Personal details
- Born: Faletagaloa Safune, Vailele, Vailoa
- Education: National University of Samoa University of New South Wales University of New England
- Profession: Health governance and public health education

= Palanitina Tupuimatagi Toelupe =

Samoan nurse, educator and public service administrator

Palanitina Tupuimatagi Toelupe is a Samoan public service leader and the first woman to be the Director General and Chief executive officer of the Ministry of Health in Samoa. She has been active in the health sector for almost half century as an educator, nurse and later in senior positions across different boards. In 2023, she was made a companion of the Order of Samoa in the 2023 Samoa Honours and Awards.

== Life ==
Palanitina was educated at Samoa College in Samoa, graduating in 1974 and later receiving a scholarship to study in New Zealand at the Rotorua Public Hospital School of Nursing, where she remained from 1975 to 1978. She became a registered nurse in 1979 and served at the Tupua Tamasese Meaole Hospital at Motootua till 1998. In 2005, Palanitina was appointed Chief executive officer for the Ministry of Health where she remained until 2014 and later headed the National Health Services of Samoa from 2016 to 2019. She was the Chairperson of the Samoa Qualifications Authority and is a member of the Land Transport Authority.
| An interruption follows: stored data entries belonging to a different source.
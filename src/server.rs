//! HTTP surface using Axum
//!
//! One GET route per query operation. Errors become a JSON body of the form
//! `{"error": kind, "message": text}` with a status that reflects the failure.

use axum::extract::{Path, Query, State};
use axum::http::StatusCode;
use axum::response::{IntoResponse, Response};
use axum::routing::get;
use axum::{Json, Router};
use serde::Deserialize;
use serde_json::{json, Value};
use std::net::SocketAddr;
use tokio::net::TcpListener;
use tracing::{info, warn};

use crate::app::{App, AppError};
use crate::data::{FetchError, Matchup};

/// Create the router over a shared App
pub fn create_router(app: App) -> Router {
    Router::new()
        .route("/health", get(health_handler))
        .route("/nfl/state", get(nfl_state_handler))
        .route("/players/id", get(player_id_handler))
        .route("/players/:player_id/name", get(player_name_handler))
        .route("/leagues/:league_id/rosters", get(rosters_handler))
        .route("/leagues/:league_id/users", get(users_handler))
        .route("/leagues/:league_id/matchups/:week", get(matchups_handler))
        .route("/leagues/:league_id/scoreboard/:week", get(scoreboard_handler))
        .with_state(app)
}

/// Bind `addr` and serve until the process is stopped
pub async fn serve(app: App, addr: SocketAddr) -> std::io::Result<()> {
    let listener = TcpListener::bind(addr).await?;
    info!("listening on http://{}", listener.local_addr()?);
    axum::serve(listener, create_router(app)).await
}

impl IntoResponse for AppError {
    fn into_response(self) -> Response {
        let (status, kind, extra) = match &self {
            AppError::NotFound(_) => (StatusCode::NOT_FOUND, "not_found", Value::Null),
            AppError::Validation(_) => (StatusCode::BAD_REQUEST, "validation", Value::Null),
            AppError::Upstream(FetchError::Status { status, .. }) => {
                (StatusCode::BAD_GATEWAY, "upstream", json!(status))
            }
            AppError::Upstream(e @ (FetchError::Transport(_) | FetchError::TimedOut(_))) => {
                let status = if e.is_timeout() {
                    StatusCode::GATEWAY_TIMEOUT
                } else {
                    StatusCode::BAD_GATEWAY
                };
                (status, "transport", Value::Null)
            }
            AppError::Upstream(FetchError::Decode { .. }) => {
                (StatusCode::BAD_GATEWAY, "decode", Value::Null)
            }
        };

        if status.is_server_error() {
            warn!(error = %self, "request failed");
        }

        let mut body = json!({ "error": kind, "message": self.to_string() });
        if !extra.is_null() {
            body["upstream_status"] = extra;
        }
        (status, Json(body)).into_response()
    }
}

async fn health_handler(State(app): State<App>) -> Json<Value> {
    let players = app.directory().len();
    let status = if players > 0 { "ok" } else { "degraded" };
    let cache = app.client().cache();
    Json(json!({
        "status": status,
        "players": players,
        "cache_entries": cache.len(),
        "cache_capacity": cache.capacity(),
        "cache_ttl_secs": cache.ttl().as_secs(),
    }))
}

async fn nfl_state_handler(State(app): State<App>) -> Result<Json<Value>, AppError> {
    Ok(Json(app.get_nfl_state().await?))
}

#[derive(Debug, Deserialize)]
struct PlayerIdQuery {
    name: Option<String>,
}

async fn player_id_handler(
    State(app): State<App>,
    Query(query): Query<PlayerIdQuery>,
) -> Result<Json<Value>, AppError> {
    let name = query.name.unwrap_or_default();
    let player_id = app.get_player_id(&name)?;
    Ok(Json(json!({ "player_id": player_id })))
}

async fn player_name_handler(
    State(app): State<App>,
    Path(player_id): Path<String>,
) -> Result<Json<Value>, AppError> {
    let full_name = app.get_player_name(&player_id)?;
    Ok(Json(json!({ "full_name": full_name })))
}

async fn rosters_handler(
    State(app): State<App>,
    Path(league_id): Path<String>,
) -> Result<Json<Value>, AppError> {
    Ok(Json(app.get_league_rosters(&league_id).await?))
}

async fn users_handler(
    State(app): State<App>,
    Path(league_id): Path<String>,
) -> Result<Json<Value>, AppError> {
    Ok(Json(app.get_league_users(&league_id).await?))
}

async fn matchups_handler(
    State(app): State<App>,
    Path((league_id, week)): Path<(String, String)>,
) -> Result<Json<Value>, AppError> {
    Ok(Json(app.get_league_matchups(&league_id, &week).await?))
}

async fn scoreboard_handler(
    State(app): State<App>,
    Path((league_id, week)): Path<(String, String)>,
) -> Result<Json<Vec<Matchup>>, AppError> {
    Ok(Json(app.get_matchup_scoreboard(&league_id, &week).await?))
}
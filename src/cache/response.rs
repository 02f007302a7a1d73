//! In-memory response cache for upstream API calls
//!
//! Entries are keyed by request URL, expire a fixed TTL after insertion, and
//! are evicted in least-recently-used order once the cache reaches capacity.

use lru::LruCache;
use parking_lot::Mutex;
use serde_json::Value;
use std::num::NonZeroUsize;
use std::time::{Duration, Instant};
use tracing::debug;

/// Default maximum number of cached responses
pub const DEFAULT_CAPACITY: usize = 1000;

/// Default time-to-live for a cached response
pub const DEFAULT_TTL: Duration = Duration::from_secs(30);

/// A cached upstream payload with its insertion time
#[derive(Debug)]
struct CacheEntry {
    value: Value,
    inserted_at: Instant,
}

impl CacheEntry {
    fn is_fresh(&self, ttl: Duration, now: Instant) -> bool {
        now.duration_since(self.inserted_at) < ttl
    }
}

/// Capacity- and TTL-bounded cache shared by all in-flight requests
///
/// All bookkeeping happens under one lock, which is never held across an
/// `.await`. Concurrent misses on the same key are not coalesced: each caller
/// fetches upstream on its own and the last `set` wins.
#[derive(Debug)]
pub struct ResponseCache {
    entries: Mutex<LruCache<String, CacheEntry>>,
    ttl: Duration,
}

impl Default for ResponseCache {
    fn default() -> Self {
        Self::new(NonZeroUsize::new(DEFAULT_CAPACITY).unwrap_or(NonZeroUsize::MIN), DEFAULT_TTL)
    }
}

impl ResponseCache {
    /// Creates a cache holding at most `capacity` entries for `ttl` each
    pub fn new(capacity: NonZeroUsize, ttl: Duration) -> Self {
        Self {
            entries: Mutex::new(LruCache::new(capacity)),
            ttl,
        }
    }

    /// Returns the cached value for `key` if it is still fresh
    ///
    /// A hit marks the entry as most recently used. A stale entry is dropped
    /// and reported as a miss.
    pub fn get(&self, key: &str) -> Option<Value> {
        let now = Instant::now();
        let mut entries = self.entries.lock();

        match entries.get(key) {
            Some(entry) if entry.is_fresh(self.ttl, now) => return Some(entry.value.clone()),
            Some(_) => {}
            None => return None,
        }

        debug!(key, "dropping stale cache entry");
        entries.pop(key);
        None
    }

    /// Inserts or overwrites the value stored for `key`
    ///
    /// Inserting a new key into a full cache first drops expired entries, and
    /// if the cache is still full evicts the least recently used one.
    pub fn set(&self, key: impl Into<String>, value: Value) {
        let key = key.into();
        let now = Instant::now();
        let mut entries = self.entries.lock();

        if !entries.contains(&key) && entries.len() >= entries.cap().get() {
            let stale: Vec<String> = entries
                .iter()
                .filter(|(_, entry)| !entry.is_fresh(self.ttl, now))
                .map(|(k, _)| k.clone())
                .collect();
            for k in &stale {
                entries.pop(k);
            }

            if entries.len() >= entries.cap().get() {
                if let Some((evicted, _)) = entries.pop_lru() {
                    debug!(key = %evicted, "evicted least recently used cache entry");
                }
            }
        }

        entries.put(
            key,
            CacheEntry {
                value,
                inserted_at: now,
            },
        );
    }

    /// Number of entries currently held, including ones not yet found stale
    pub fn len(&self) -> usize {
        self.entries.lock().len()
    }

    pub fn is_empty(&self) -> bool {
        self.len() == 0
    }

    /// Maximum number of entries
    pub fn capacity(&self) -> usize {
        self.entries.lock().cap().get()
    }

    pub fn ttl(&self) -> Duration {
        self.ttl
    }
}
Palanitina has been involved in the inclusion of women and their roles in Samoan villages by working with the Samoa National Council of Women. In 2020, she helped to organise a workshop, wanting women to reclaim their healthcare roles at the village level and;

"...to revive that strength in order for women to realise they are the powerhouse [of their village,]”

In 2023, Palanitina helped create the first ever talanoa, a Samoan form of dialogue that brings people together to share opposing views without any predetermined expectations for agreement, on zero tolerance for violence in the family in the village of Taga. Palanitina supported the Samoa National Council of Women workshop by promoting encouragement and confidence in Samoan women to talk about and reduce violence against women.

Palanitina is currently the General Manager of the National Health Services of Samoa.